Plus: Over 200 inaccuracies in Avedon biography, foundation claims | Janet Cardiff and George Bures Miller receive honour | and Creative Scotland chief promises review of funding processes

1 March 2018

Our daily round-up of news from the art world

Museums Taskforce publishes report on museum sector in UK | The Museums Taskforce, convened by the Museums Association in 2016 to review ‘the increasingly difficult financial situation that many museums in the UK face’, has published a report on its findings. The report, chaired by Bristol City Council’s head of culture Laura Pye, focuses its recommendations on three key areas: the relevance of museums, their collections, and their funding. Its publication follows the recent releases of two other reports on museums in the UK: the Mendoza review and David Cannadine’s report, both discussed in Apollo here.

Over 200 inaccuracies in Avedon biography, foundation claims | The Richard Avedon Foundation yesterday released a document containing a list of more than 200 factual inaccuracies that it claims to have located in Norma Stevens and Steven Aronson’s recently published biography of the American photographer, Something Personal (2017).
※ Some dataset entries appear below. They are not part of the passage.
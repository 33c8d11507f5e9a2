//! Session backend: a persistent R evaluation context
//!
//! An [`RSession`] owns one long-lived `R` process. Each call sources the code
//! into the global environment, so variables defined in one turn are still
//! there in the next. Tests create their own session to stay isolated.
//!
//! ## Protocol
//! A helper function is attached to the R search path at startup. For each
//! call the code goes to a temporary file and the helper is invoked on it.
//! The helper captures console output, errors, warnings and messages, then
//! answers with a header line followed by both payloads:
//!
//! ```text
//! <token> <ok|error> <stdout bytes> <stderr bytes>\n<stdout><stderr>
//! ```
//!
//! Anything printed before the header (e.g., by `system()`) is kept as
//! stdout. After the reply the helper writes the token on a line of its own to
//! stderr; everything R wrote to stderr before that line belongs to the call.

use super::rscript::write_script;
use super::{CodeRunner, ExecutionResult};
use crate::error::{Error, Result};
use std::path::Path;
use std::process::Stdio;
use std::sync::{Arc, Mutex};
use std::time::Duration;
use tokio::io::{AsyncBufReadExt, AsyncReadExt, AsyncWriteExt, BufReader};
use tokio::process::{Child, ChildStdin, ChildStdout, Command};
use tokio::sync::Notify;
use tokio::task::JoinHandle;
use tracing::{debug, info, instrument, warn};

const BOOTSTRAP: &str = r#"local({
  tools <- new.env()
  tools$.rpair_eval <- function(path, token) {
    err <- character()
    ok <- TRUE
    out <- utils::capture.output(invisible(
      withCallingHandlers(
        tryCatch(
          base::source(path, local = globalenv(), echo = FALSE, print.eval = TRUE),
          error = function(e) {
            ok <<- FALSE
            err <<- c(err, paste0("Error: ", conditionMessage(e)))
          }
        ),
        warning = function(w) {
          err <<- c(err, paste0("Warning message:\n", conditionMessage(w)))
          invokeRestart("muffleWarning")
        },
        message = function(m) {
          err <<- c(err, sub("\n$", "", conditionMessage(m)))
          invokeRestart("muffleMessage")
        }
      )
    ))
    out <- paste(out, collapse = "\n")
    if (nzchar(out)) out <- paste0(out, "\n")
    err <- paste(err, collapse = "\n")
    if (nzchar(err)) err <- paste0(err, "\n")
    cat(sprintf("%s %s %d %d\n", token, if (ok) "ok" else "error",
                nchar(out, type = "bytes"), nchar(err, type = "bytes")))
    cat(out, err, sep = "")
    flush(stdout())
    cat(token, "\n", sep = "", file = stderr())
    invisible(NULL)
  }
  attach(tools, name = "rpair:tools")
})
"#;

const CLEAR_GLOBALS: &str = "rm(list = ls(envir = globalenv(), all.names = TRUE), envir = globalenv())";

/// How long to wait for the stderr end marker once stdout has replied
const STDERR_GRACE: Duration = Duration::from_secs(2);

const RESTART_NOTE: &str = "note: the R session was restarted; earlier variables are gone\n";

/// Configuration for [`RSession`].
#[derive(Debug, Clone)]
pub struct SessionConfig {
    /// R binary (reads commands from stdin)
    pub program: String,
    pub args: Vec<String>,
}

impl Default for SessionConfig {
    fn default() -> Self {
        Self {
            program: "R".to_string(),
            args: vec!["--vanilla".into(), "--slave".into()],
        }
    }
}

impl SessionConfig {
    pub fn with_program(mut self, program: impl Into<String>) -> Self {
        self.program = program.into();
        self
    }
}

/// Persistent evaluation context.
pub struct RSession {
    config: SessionConfig,
    process: Option<SessionProcess>,
    /// Set when a dead process was discarded; the next spawn reports it
    restarted: bool,
    evals: u64,
}

impl RSession {
    /// Start a session with the default `R` binary.
    pub async fn start() -> Result<Self> {
        Self::start_with(SessionConfig::default()).await
    }

    /// Start a session and verify it answers.
    ///
    /// A binary that cannot be started is an `InterpreterNotFound` error.
    #[instrument(skip_all, fields(program = %config.program))]
    pub async fn start_with(config: SessionConfig) -> Result<Self> {
        let process = SessionProcess::spawn(&config).await?;
        let mut session = Self {
            config,
            process: Some(process),
            restarted: false,
            evals: 0,
        };

        let handshake = session.evaluate("invisible(NULL)").await?;
        if !handshake.succeeded {
            return Err(Error::interpreter_not_found(&session.config.program)
                .with_operation("session::start")
                .with_context("stderr", handshake.stderr));
        }
        info!("R session started");
        Ok(session)
    }

    /// Remove every binding from the global environment.
    pub async fn reset(&mut self) -> Result<()> {
        let result = self.evaluate(CLEAR_GLOBALS).await?;
        if !result.succeeded {
            return Err(Error::session_closed(result.stderr).with_operation("session::reset"));
        }
        debug!("global environment cleared");
        Ok(())
    }

    /// Whether the underlying process is running.
    pub fn is_alive(&mut self) -> bool {
        match self.process.as_mut() {
            Some(process) => matches!(process.child.try_wait(), Ok(None)),
            None => false,
        }
    }

    /// Ask R to quit and wait for it.
    pub async fn close(mut self) -> Result<()> {
        if let Some(mut process) = self.process.take() {
            process.stdin.write_all(b"q(save = \"no\")\n").await?;
            process.stdin.flush().await?;
            process.child.wait().await?;
            process.stderr_task.abort();
        }
        Ok(())
    }

    async fn evaluate(&mut self, code: &str) -> Result<ExecutionResult> {
        let mut note = "";
        if self.process.is_some() && !self.is_alive() {
            warn!("R process exited between calls");
            self.discard_process();
        }
        if self.process.is_none() {
            self.process = Some(SessionProcess::spawn(&self.config).await?);
            if std::mem::take(&mut self.restarted) {
                note = RESTART_NOTE;
            }
        }

        let script = write_script(code)?;
        self.evals += 1;
        let token = format!("__RPAIR_{}__", self.evals);

        let process = self
            .process
            .as_mut()
            .ok_or_else(|| Error::session_closed("no R process").with_operation("session::evaluate"))?;
        let mut result = match process.eval(script.path(), &token).await {
            Ok(result) => result,
            Err(err) => {
                let stray_stderr = process.stderr.take_all();
                self.discard_process();
                return Ok(ExecutionResult {
                    stdout: String::new(),
                    stderr: format!("{}{}\n{}", note, err.message(), stray_stderr),
                    succeeded: false,
                });
            }
        };

        if !note.is_empty() {
            result.stderr.insert_str(0, note);
        }
        Ok(result)
    }

    fn discard_process(&mut self) {
        if let Some(process) = self.process.take() {
            process.stderr_task.abort();
            // kill_on_drop reaps the child
        }
        self.restarted = true;
    }
}

impl CodeRunner for RSession {
    fn name(&self) -> &str {
        "session"
    }

    #[instrument(skip_all, fields(bytes = code.len()))]
    async fn run(&mut self, code: &str) -> ExecutionResult {
        match self.evaluate(code).await {
            Ok(result) => result,
            Err(err) => {
                warn!(error = %err, "session evaluation failed");
                self.discard_process();
                ExecutionResult::failure(format!("Exception when running R code:\n{}", err.message()))
            }
        }
    }
}

impl Drop for RSession {
    fn drop(&mut self) {
        if let Some(process) = self.process.take() {
            process.stderr_task.abort();
        }
    }
}

struct SessionProcess {
    child: Child,
    stdin: ChildStdin,
    stdout: BufReader<ChildStdout>,
    stderr: Arc<StderrBuffer>,
    stderr_task: JoinHandle<()>,
}

/// Bytes R wrote to its stderr, filled by a background reader.
#[derive(Default)]
struct StderrBuffer {
    bytes: Mutex<Vec<u8>>,
    grew: Notify,
}

impl StderrBuffer {
    fn append(&self, chunk: &[u8]) {
        if let Ok(mut bytes) = self.bytes.lock() {
            bytes.extend_from_slice(chunk);
        }
        self.grew.notify_one();
    }

    /// Remove and return everything before `marker`, and the marker itself.
    fn take_through(&self, marker: &[u8]) -> Option<String> {
        let mut bytes = self.bytes.lock().ok()?;
        let pos = bytes.windows(marker.len()).position(|w| w == marker)?;
        let text = String::from_utf8_lossy(&bytes[..pos]).into_owned();
        bytes.drain(..pos + marker.len());
        Some(text)
    }

    fn take_all(&self) -> String {
        match self.bytes.lock() {
            Ok(mut bytes) => String::from_utf8_lossy(&std::mem::take(&mut *bytes)).into_owned(),
            Err(_) => String::new(),
        }
    }

    /// Wait for `token` on its own line, returning what came before it.
    async fn until_marker(&self, token: &str) -> String {
        let marker = format!("{}\n", token).into_bytes();
        let wait = async {
            loop {
                if let Some(text) = self.take_through(&marker) {
                    return text;
                }
                self.grew.notified().await;
            }
        };
        match tokio::time::timeout(STDERR_GRACE, wait).await {
            Ok(text) => text,
            Err(_) => {
                warn!("stderr end marker not seen");
                self.take_all()
            }
        }
    }
}

impl SessionProcess {
    async fn spawn(config: &SessionConfig) -> Result<Self> {
        let mut child = Command::new(&config.program)
            .args(&config.args)
            .stdin(Stdio::piped())
            .stdout(Stdio::piped())
            .stderr(Stdio::piped())
            .kill_on_drop(true)
            .spawn()
            .map_err(|e| {
                Error::interpreter_not_found(&config.program)
                    .with_operation("session::spawn")
                    .set_source(e)
            })?;

        let stdin = child.stdin.take();
        let stdout = child.stdout.take();
        let stderr_pipe = child.stderr.take();
        let (Some(mut stdin), Some(stdout), Some(mut stderr_pipe)) = (stdin, stdout, stderr_pipe) else {
            return Err(Error::spawn_failed(&config.program, "child pipes were not captured")
                .with_operation("session::spawn"));
        };

        let stderr = Arc::new(StderrBuffer::default());
        let sink = Arc::clone(&stderr);
        let stderr_task = tokio::spawn(async move {
            let mut chunk = [0u8; 4096];
            loop {
                match stderr_pipe.read(&mut chunk).await {
                    Ok(0) | Err(_) => break,
                    Ok(n) => sink.append(&chunk[..n]),
                }
            }
        });

        stdin.write_all(BOOTSTRAP.as_bytes()).await.map_err(|e| {
            Error::spawn_failed(&config.program, "could not send bootstrap")
                .with_operation("session::spawn")
                .set_source(e)
        })?;
        debug!(pid = ?child.id(), "R process spawned");

        Ok(Self {
            child,
            stdin,
            stdout: BufReader::new(stdout),
            stderr,
            stderr_task,
        })
    }

    async fn eval(&mut self, script: &Path, token: &str) -> Result<ExecutionResult> {
        let command = format!(".rpair_eval(\"{}\", \"{}\")\n", r_string(&script.to_string_lossy()), token);
        self.stdin
            .write_all(command.as_bytes())
            .await
            .map_err(|e| Error::session_closed("R session is not accepting input").set_source(e))?;
        self.stdin.flush().await?;

        let mut stray = Vec::new();
        let header = loop {
            let mut line = Vec::new();
            let read = self.stdout.read_until(b'\n', &mut line).await?;
            if read == 0 {
                return Err(Error::session_closed("R session terminated during evaluation")
                    .with_operation("session::eval"));
            }
            let text = String::from_utf8_lossy(&line);
            if let Some(rest) = text.strip_prefix(token) {
                break Header::parse(rest.trim())?;
            }
            stray.extend_from_slice(&line);
        };

        let mut out = vec![0u8; header.stdout_len];
        self.stdout.read_exact(&mut out).await?;
        let mut err = vec![0u8; header.stderr_len];
        self.stdout.read_exact(&mut err).await?;

        stray.extend_from_slice(&out);
        let mut stderr = String::from_utf8_lossy(&err).into_owned();
        // written straight to fd 2, outside the helper's capture
        stderr.push_str(&self.stderr.until_marker(token).await);

        Ok(ExecutionResult {
            stdout: String::from_utf8_lossy(&stray).into_owned(),
            stderr,
            succeeded: header.ok,
        })
    }
}

struct Header {
    ok: bool,
    stdout_len: usize,
    stderr_len: usize,
}

impl Header {
    fn parse(rest: &str) -> Result<Self> {
        let mut parts = rest.split_whitespace();
        let ok = match parts.next() {
            Some("ok") => true,
            Some("error") => false,
            other => {
                return Err(Error::parse_failed(format!("bad reply status: {:?}", other))
                    .with_operation("session::eval"))
            }
        };
        let mut len = || -> Result<usize> {
            parts
                .next()
                .and_then(|n| n.parse().ok())
                .ok_or_else(|| Error::parse_failed(format!("bad reply header: {}", rest)))
        };
        let stdout_len = len()?;
        let stderr_len = len()?;
        Ok(Self {
            ok,
            stdout_len,
            stderr_len,
        })
    }
}

/// Escape text for use inside a double-quoted R string literal.
fn r_string(raw: &str) -> String {
    raw.replace('\\', "\\\\").replace('"', "\\\"")
}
The foundation first demanded that publication of the book cease in December 2017, alleging that its contents was stolen by Stevens, Avedon’s former studio manager, from an unfinished, semi-autobiographical work of fiction that the photographer had been writing before his death.

Janet Cardiff and George Bures Miller honoured at Savannah College of Art and Design | Artists Janet Cardiff and George Bures Miller have been honoured at the ninth edition of Savannah College of Art and Design’s annual programme of exhibitions and events, deFINE ART, the Art Newspaper reports. Two works by the artists are currently on view at the institution’s museum of art in Savannah, Georgia.
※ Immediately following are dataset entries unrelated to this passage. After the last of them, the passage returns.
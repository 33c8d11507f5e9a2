//! Diagnostic tracing for the CLI.
//!
//! Tracing goes to stderr and is controlled by `RUST_LOG`. The conversation
//! itself is product output and is printed to stdout by the loop observer,
//! unaffected by the filter.

use tracing_subscriber::{fmt, layer::SubscriberExt, util::SubscriberInitExt, EnvFilter};

/// Install the global subscriber.
///
/// Reads `RUST_LOG`, defaulting to `warn`. `verbose` raises the rpair crates
/// to `debug` when `RUST_LOG` is unset.
///
/// # Example
/// ```bash
/// RUST_LOG=rpair_agent=info,rpair_core=debug rpair analyst
/// ```
pub fn init(verbose: bool) {
    let fallback = if verbose {
        "warn,rpair_core=debug,rpair_agent=debug,rpair=debug"
    } else {
        "warn"
    };
    let filter = EnvFilter::try_from_default_env().unwrap_or_else(|_| EnvFilter::new(fallback));

    tracing_subscriber::registry()
        .with(filter)
        .with(fmt::layer().with_writer(std::io::stderr).compact())
        .init();
}
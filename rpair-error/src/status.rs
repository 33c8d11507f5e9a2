//! Error status: how a caller should react to an error

use std::fmt;

/// Whether an operation that failed may succeed if tried again.
#[derive(Debug, Clone, Copy, PartialEq, Eq, Hash)]
pub enum ErrorStatus {
    /// Retrying will not help
    Permanent,
    /// Retrying may help (rate limits, dropped connections)
    Temporary,
    /// Was temporary, but retries have been exhausted
    Persistent,
}

impl ErrorStatus {
    pub fn is_retryable(&self) -> bool {
        matches!(self, ErrorStatus::Temporary)
    }

    /// Temporary errors become persistent; the others are unchanged.
    pub fn persist(self) -> Self {
        match self {
            ErrorStatus::Temporary => ErrorStatus::Persistent,
            other => other,
        }
    }
}

impl fmt::Display for ErrorStatus {
    fn fmt(&self, f: &mut fmt::Formatter<'_>) -> fmt::Result {
        match self {
            ErrorStatus::Permanent => write!(f, "permanent"),
            ErrorStatus::Temporary => write!(f, "temporary"),
            ErrorStatus::Persistent => write!(f, "persistent"),
        }
    }
}
//! # rpair-error
//!
//! Unified error handling for rpair.
//!
//! ## Design
//!
//! - **ErrorKind**: what went wrong (e.g., InterpreterNotFound, InferenceFailed)
//! - **ErrorStatus**: whether retrying can help (Permanent, Temporary, Persistent)
//! - **Context**: key-value pairs that help locate the cause
//! - **Source**: the wrapped underlying error
//!
//! ## Usage
//!
//! ```rust
//! use rpair_error::{Error, ErrorKind};
//!
//! fn probe() -> Result<(), Error> {
//!     Err(Error::new(ErrorKind::InterpreterNotFound, "Rscript is not on PATH")
//!         .with_operation("runner::probe")
//!         .with_context("program", "Rscript"))
//! }
//! ```
//!
//! ## Principles
//!
//! - Library functions return `Result<T, rpair_error::Error>`
//! - External errors are wrapped with `set_source(err)`
//! - An error is handled once; callers further up only append context
//! - Execution failures of user code are data, not errors

mod error;
mod kind;
mod status;

pub use error::Error;
pub use kind::ErrorKind;
pub use status::ErrorStatus;

/// Result type alias using the rpair Error
pub type Result<T> = std::result::Result<T, Error>;
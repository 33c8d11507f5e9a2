//! R code extraction from LLM output
//!
//! The coder is told to put its R code in a fenced block:
//!
//! ````text
//! ```r
//! summary(mtcars)
//! ```
//! ````
//!
//! Only the first R block is used. Fences tagged with other languages are
//! skipped, and R Markdown chunk headers (`{r}`, `{r setup, echo=FALSE}`)
//! count as R.

use regex::Regex;
use std::sync::LazyLock;

static R_FENCE: LazyLock<Regex> = LazyLock::new(|| {
    Regex::new(r"(?m)^[ \t]*```[ \t]*(?:[rR]|\{[rR](?:[ \t,][^}\n]*)?\})[ \t]*\r?\n([\s\S]*?)```")
        .expect("R fence pattern is valid")
});

/// Outcome of scanning a message for R code.
#[derive(Debug, Clone, PartialEq, Eq)]
pub enum Extraction {
    Found { code: String },
    NotFound,
}

impl Extraction {
    pub fn is_found(&self) -> bool {
        matches!(self, Extraction::Found { .. })
    }

    pub fn code(&self) -> Option<&str> {
        match self {
            Extraction::Found { code } => Some(code),
            Extraction::NotFound => None,
        }
    }

    pub fn into_code(self) -> Option<String> {
        match self {
            Extraction::Found { code } => Some(code),
            Extraction::NotFound => None,
        }
    }
}

/// Return the trimmed contents of the first R-tagged fenced block in `text`.
pub fn extract_r_code(text: &str) -> Extraction {
    match R_FENCE.captures(text).and_then(|caps| caps.get(1)) {
        Some(body) => Extraction::Found {
            code: body.as_str().trim().to_string(),
        },
        None => Extraction::NotFound,
    }
}

/// Number of complete R-tagged fenced blocks in `text`.
pub fn count_r_blocks(text: &str) -> usize {
    R_FENCE.find_iter(text).count()
}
Creative Scotland chief promises review of funding processes | Janet Archer, chief executive of Creative Scotland, called to the culture committee at Holyrood, has apologised in response to the recent outcry over the governmental body’s decision to cut 100 per cent of funding to 20 organisations (five of which have since had the funding reinstated) across Scotland. Archer has now pledged to carry out a ‘root and branch review’ of decision-making processes for allocating funding.